On hearing this news upon my return to Vernon this week, I had to think about it a lot. Like I said, I realize that change is imminent.  There will always be those in a position of power with a need to fix those things that aren’t broken for “the greater good.” I am most enraged at the way it was done. For the administrative types to meet with council “in-camera” and not give the OKLFD any notice, let alone a chance for rebuttal was a slap in the face to an organization who has put it on the line time after time. The history involved demands more respect than that.

I also want to be very clear that this is not anything against the firefighters of the Vernon Fire Department. I know several of them personally and I know they are among the best at their job. This isn’t about that. It is about the level of disrespect handed to the OKLFD. That responsibility lies at the feed of the administrative people of the Vernon Fire Department and City Council itself.

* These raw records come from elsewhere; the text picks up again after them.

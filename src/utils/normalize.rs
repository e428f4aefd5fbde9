//! Presenter name normalization.
//!
//! Presenters get registered more than once (submission forms, organizer
//! imports, registration desk), so names are folded to a canonical form for
//! dedup and search: lowercase, accents stripped, whitespace collapsed.

use unicode_normalization::UnicodeNormalization;

/// Normalize a presenter name for matching purposes.
///
/// NFD-decomposes the name, drops combining diacritical marks, lowercases,
/// and collapses whitespace. Letters that do not decompose into base +
/// accent (Ł, ø, æ, ...) are mapped explicitly first.
///
/// # Examples
///
/// ```
/// use symposia::utils::normalize_name;
///
/// assert_eq!(normalize_name("José García"), "jose garcia");
/// assert_eq!(normalize_name("Łukasz Müller"), "lukasz muller");
/// assert_eq!(normalize_name("  Grace   Hopper  "), "grace hopper");
/// ```
pub fn normalize_name(name: &str) -> String {
    name.chars()
        .map(fold_non_decomposing)
        .collect::<String>()
        .nfd()
        .filter(|c| !is_combining_mark(*c))
        .collect::<String>()
        .to_lowercase()
        .split_whitespace()
        .collect::<Vec<&str>>()
        .join(" ")
}

/// Normalize a name and also remove punctuation for looser matching.
///
/// Useful for matching "O'Brien" with "OBrien" or "Jean-Pierre" with
/// "Jean Pierre".
///
/// # Examples
///
/// ```
/// use symposia::utils::normalize_name_loose;
///
/// assert_eq!(normalize_name_loose("O'Brien"), "obrien");
/// assert_eq!(normalize_name_loose("Jean-Pierre"), "jeanpierre");
/// ```
pub fn normalize_name_loose(name: &str) -> String {
    normalize_name(name)
        .chars()
        .filter(|c| c.is_alphanumeric() || c.is_whitespace())
        .collect::<String>()
        .split_whitespace()
        .collect::<Vec<&str>>()
        .join(" ")
}

/// Map letters that are distinct characters rather than accented variants,
/// which NFD leaves untouched.
fn fold_non_decomposing(c: char) -> char {
    match c {
        'Ł' => 'L',
        'ł' => 'l',
        'Ø' => 'O',
        'ø' => 'o',
        'Æ' => 'A',
        'æ' => 'a',
        'Å' => 'A',
        'å' => 'a',
        'ß' => 's',
        'Ð' => 'D',
        'ð' => 'd',
        'Þ' => 'T',
        'þ' => 't',
        'Đ' => 'D',
        'đ' => 'd',
        'İ' => 'I',
        'ı' => 'i',
        'Ğ' => 'G',
        'ğ' => 'g',
        'Ş' => 'S',
        'ş' => 's',
        _ => c,
    }
}

/// Combining diacritical mark ranges, per the Unicode charts.
fn is_combining_mark(c: char) -> bool {
    matches!(c,
        '\u{0300}'..='\u{036F}' |
        '\u{1AB0}'..='\u{1AFF}' |
        '\u{1DC0}'..='\u{1DFF}' |
        '\u{20D0}'..='\u{20FF}' |
        '\u{FE20}'..='\u{FE2F}'
    )
}

#[cfg(test)]
mod tests {
    use super::*;

    #[test]
    fn test_accents_stripped() {
        assert_eq!(normalize_name("José García"), "jose garcia");
        assert_eq!(normalize_name("Schrödinger"), "schrodinger");
        assert_eq!(normalize_name("Émile Durkheim"), "emile durkheim");
    }

    #[test]
    fn test_non_decomposing_letters() {
        assert_eq!(normalize_name("Łukasz"), "lukasz");
        assert_eq!(normalize_name("Søren Kierkegaard"), "soren kierkegaard");
        assert_eq!(normalize_name("Weierstraß"), "weierstras");
    }

    #[test]
    fn test_whitespace_collapsed() {
        assert_eq!(normalize_name("  Grace   Hopper  "), "grace hopper");
        assert_eq!(normalize_name("Ada\tLovelace"), "ada lovelace");
    }

    #[test]
    fn test_already_plain() {
        assert_eq!(normalize_name("alan turing"), "alan turing");
    }

    #[test]
    fn test_loose_drops_punctuation() {
        assert_eq!(normalize_name_loose("O'Brien"), "obrien");
        assert_eq!(normalize_name_loose("Jean-Pierre Dupont"), "jeanpierre dupont");
        assert_eq!(normalize_name_loose("Dr. Smith Jr."), "dr smith jr");
    }

    #[test]
    fn test_loose_keeps_word_boundaries() {
        assert_eq!(normalize_name_loose("Mary Jane Watson"), "mary jane watson");
    }
}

I’ll say goodbye to the Okanagan Landing Fire Department with heaviness in my heart. These people did so much for their community as asked for very little in return. They deserve better than this. They deserve better than an article proclaiming Vernon Fire Department will now be “…providing skilled, well–trained firefighters to deliver the best emergency response to all residents.” The members of OKLFD are just as skilled and well trained as those in Vernon, BX/Silver Star, Coldstream/Lavington, Enderby, Armstrong/Spallumcheen.

I wish all the best to all the members of the Okanagan Landing Volunteer Fire Department past and present. There are many of us out here that realize everything you’ve done for us over the years.